L'effet Streisand

Juillet 2014, une bloggeuse publie un article peu élogieux sur un restaurant du Cap Ferret qu'elle n'a manifestement pas trop apprécié. L'article déplait fortement aux propriétaires, qui attaquent en justice et obtiennent à la surprise générale, la condamnation de la bloggeuse : l'article doit être retiré et des indemnités versées.

Fin de l'histoire ? Que nenni : le verdict fait scandale, et cet obscur article de blog, que des internautes malins ont facilement retrouvé dans les archives du web, se retrouve propulsé à la une des grands quotidiens nationaux. Précédement lu tout au plus par quelques personnes, des centaines de milliers d'internautes le découvrent. Certains outrés par l'action du restaurant qui n'accepte pas la critique, se liguent même pour faire connaître encore plus cette histoire, et faire la plus mauvaise publicité possible à l'établissement. Un véritable désastre.

En communication, ceci s'appelle "l'effet Streisand", du nom de l'actrice américaine qui en voulant faire interdire une photo aérienne de sa maison (photo prise par hasard et qu'à peu près personne n'avait remarqué), a obtenu l'inverse : le cliché s'est retrouvé diffusé et l'action de l'actrice largement moqué. L'effet Streisand, c'est donc la tentative d'empêcher la diffusion d'une nouvelle qui au contraire, multiplie son impact.

Qu'aurait dû faire notre restaurateur du Cap Ferret face à notre blogueuse ? Justifiée ou pas, l'attaque en justice a provoqué l'inverse de l'effet recherché, et les conséquences pour l'image sont catastrophiques. Le restaurateur aurait été bien mieux inspiré de poster un commentaire sur le blog incriminé, en s'excusant platement si la personne a passé une mauvaise soirée, et en lui proposant de revenir pour constater que ce ne sont pas dans les habitudes de la maison, et lui offrant ses apéritifs au passage. En faisant cela, la situation aurait même pu être largement retournée à son avantage (il faut vraiment avoir confiance dans la qualité de son service pour proposer une nouvelle expérience, et reconnaître une erreur crédibilise le discours).
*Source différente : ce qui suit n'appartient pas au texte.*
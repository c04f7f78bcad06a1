//! Objects placed on the platform, keyed by unique name.

use std::sync::Arc;

use glam::{Mat4, Quat, Vec3};
use shared::{ObjectName, ObjectSpec, DEFAULT_DROP_OFFSET};

use crate::error::ViewportError;
use crate::viewport::mesh::{MeshData, MeshSupplier};

/// A mesh placed in the scene with its own transform
#[derive(Debug, Clone)]
pub struct SceneObject {
    pub name: ObjectName,
    pub position: Vec3,
    /// Rotation about local Z in degrees. Never wrapped.
    pub rotation_z: f32,
    /// Per-axis scale, every component > 0
    pub scale: Vec3,
    /// Draw payload; shared with the renderer, never inspected here
    pub mesh: Arc<MeshData>,
    /// Height above the resting position where the drop animation starts
    pub drop_offset: f32,
}

impl SceneObject {
    pub fn new(name: impl Into<ObjectName>, mesh: Arc<MeshData>) -> Self {
        Self {
            name: name.into(),
            position: Vec3::ZERO,
            rotation_z: 0.0,
            scale: Vec3::ONE,
            mesh,
            drop_offset: DEFAULT_DROP_OFFSET as f32,
        }
    }

    pub fn with_position(mut self, position: Vec3) -> Self {
        self.position = position;
        self
    }

    /// Build from a scene-file entry, generating the mesh from its primitive
    pub fn from_spec(spec: &ObjectSpec, color: [f32; 3]) -> Self {
        let mesh = MeshData::from_supplier(&spec.primitive as &dyn MeshSupplier, color);
        let scale = Vec3::from_array(spec.scale.map(|v| v as f32));
        Self {
            name: spec.name.clone(),
            position: Vec3::from_array(spec.position.map(|v| v as f32)),
            rotation_z: spec.rotation_z as f32,
            // Non-positive scale would flip or collapse the mesh
            scale: scale.max(Vec3::splat(f32::EPSILON)),
            mesh: Arc::new(mesh),
            drop_offset: spec.drop_offset as f32,
        }
    }

    /// `translate(position) * rotateZ(rotation_z) * scale(scale)`
    pub fn local_transform(&self) -> Mat4 {
        Mat4::from_scale_rotation_translation(
            self.scale,
            Quat::from_rotation_z(self.rotation_z.to_radians()),
            self.position,
        )
    }
}

/// Owner of the scene's objects. The viewport core only looks up and mutates
/// existing entries; the host application decides what gets inserted or removed.
pub trait ObjectRegistry {
    fn get(&self, name: &str) -> Option<&SceneObject>;
    fn get_mut(&mut self, name: &str) -> Option<&mut SceneObject>;
    fn for_each(&self, f: &mut dyn FnMut(&SceneObject));
    fn insert(&mut self, object: SceneObject) -> Result<(), ViewportError>;
    fn remove(&mut self, name: &str) -> Option<SceneObject>;
    fn len(&self) -> usize;

    fn is_empty(&self) -> bool {
        self.len() == 0
    }

    fn contains(&self, name: &str) -> bool {
        self.get(name).is_some()
    }
}

/// Insertion-ordered object store
#[derive(Debug, Default, Clone)]
pub struct SceneObjects {
    objects: Vec<SceneObject>,
}

impl SceneObjects {
    pub fn new() -> Self {
        Self::default()
    }

    pub fn iter(&self) -> impl Iterator<Item = &SceneObject> {
        self.objects.iter()
    }

    pub fn names(&self) -> Vec<ObjectName> {
        self.objects.iter().map(|o| o.name.clone()).collect()
    }

    /// `base` if free, otherwise `base-2`, `base-3`, ...
    pub fn unique_name(&self, base: &str) -> ObjectName {
        if !self.contains(base) {
            return base.to_string();
        }
        (2..)
            .map(|n| format!("{base}-{n}"))
            .find(|candidate| !self.contains(candidate))
            .unwrap_or_else(|| base.to_string())
    }

    pub fn clear(&mut self) {
        self.objects.clear();
    }
}

impl ObjectRegistry for SceneObjects {
    fn get(&self, name: &str) -> Option<&SceneObject> {
        self.objects.iter().find(|o| o.name == name)
    }

    fn get_mut(&mut self, name: &str) -> Option<&mut SceneObject> {
        self.objects.iter_mut().find(|o| o.name == name)
    }

    fn for_each(&self, f: &mut dyn FnMut(&SceneObject)) {
        self.objects.iter().for_each(f);
    }

    fn insert(&mut self, object: SceneObject) -> Result<(), ViewportError> {
        if self.contains(&object.name) {
            return Err(ViewportError::DuplicateName(object.name));
        }
        self.objects.push(object);
        Ok(())
    }

    fn remove(&mut self, name: &str) -> Option<SceneObject> {
        let index = self.objects.iter().position(|o| o.name == name)?;
        Some(self.objects.remove(index))
    }

    fn len(&self) -> usize {
        self.objects.len()
    }
}

#[cfg(test)]
mod tests {
    use super::*;
    use shared::Primitive;

    fn object(name: &str) -> SceneObject {
        SceneObject::new(name, Arc::new(MeshData { vertices: vec![], indices: vec![] }))
    }

    #[test]
    fn test_insert_rejects_duplicate() {
        let mut objects = SceneObjects::new();
        objects.insert(object("a")).unwrap();
        let err = objects.insert(object("a")).unwrap_err();
        assert_eq!(err, ViewportError::DuplicateName("a".into()));
        assert_eq!(objects.len(), 1);
    }

    #[test]
    fn test_remove_keeps_order() {
        let mut objects = SceneObjects::new();
        for name in ["a", "b", "c"] {
            objects.insert(object(name)).unwrap();
        }
        assert!(objects.remove("b").is_some());
        assert!(objects.remove("b").is_none());
        assert_eq!(objects.names(), vec!["a".to_string(), "c".to_string()]);
    }

    #[test]
    fn test_for_each_visits_all() {
        let mut objects = SceneObjects::new();
        objects.insert(object("a")).unwrap();
        objects.insert(object("b")).unwrap();
        let mut seen = Vec::new();
        objects.for_each(&mut |o| seen.push(o.name.clone()));
        assert_eq!(seen, vec!["a", "b"]);
    }

    #[test]
    fn test_unique_name() {
        let mut objects = SceneObjects::new();
        assert_eq!(objects.unique_name("cube"), "cube");
        objects.insert(object("cube")).unwrap();
        objects.insert(object("cube-2")).unwrap();
        assert_eq!(objects.unique_name("cube"), "cube-3");
    }

    #[test]
    fn test_local_transform_order() {
        let mut o = object("a").with_position(Vec3::new(10.0, 0.0, 0.0));
        o.rotation_z = 90.0;
        o.scale = Vec3::new(2.0, 1.0, 1.0);
        // Scale first, then rotate, then translate
        let p = o.local_transform().transform_point3(Vec3::X);
        assert!(p.abs_diff_eq(Vec3::new(10.0, 2.0, 0.0), 1e-5));
    }

    #[test]
    fn test_from_spec() {
        let spec = ObjectSpec::new("peg", Primitive::Cylinder { radius: 2.0, height: 4.0 })
            .at([5.0, 6.0, 0.0]);
        let o = SceneObject::from_spec(&spec, [1.0, 1.0, 1.0]);
        assert_eq!(o.name, "peg");
        assert_eq!(o.position, Vec3::new(5.0, 6.0, 0.0));
        assert_eq!(o.scale, Vec3::ONE);
        assert!(o.mesh.triangle_count() > 0);
        assert_eq!(o.drop_offset, 300.0);
    }
}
Face à une attaque, la sagesse populaire dit : "il n'y a que la vérité qui blesse". C'est bien évidement totalement stupide d'un point de vue logique, mais montrer que l'on est blessé, ou pire faché par une critique, est le meilleur moyen de lui donner corps. Ignorez l'attaque ou faites preuve d'humour. Ce sera votre meilleure protection.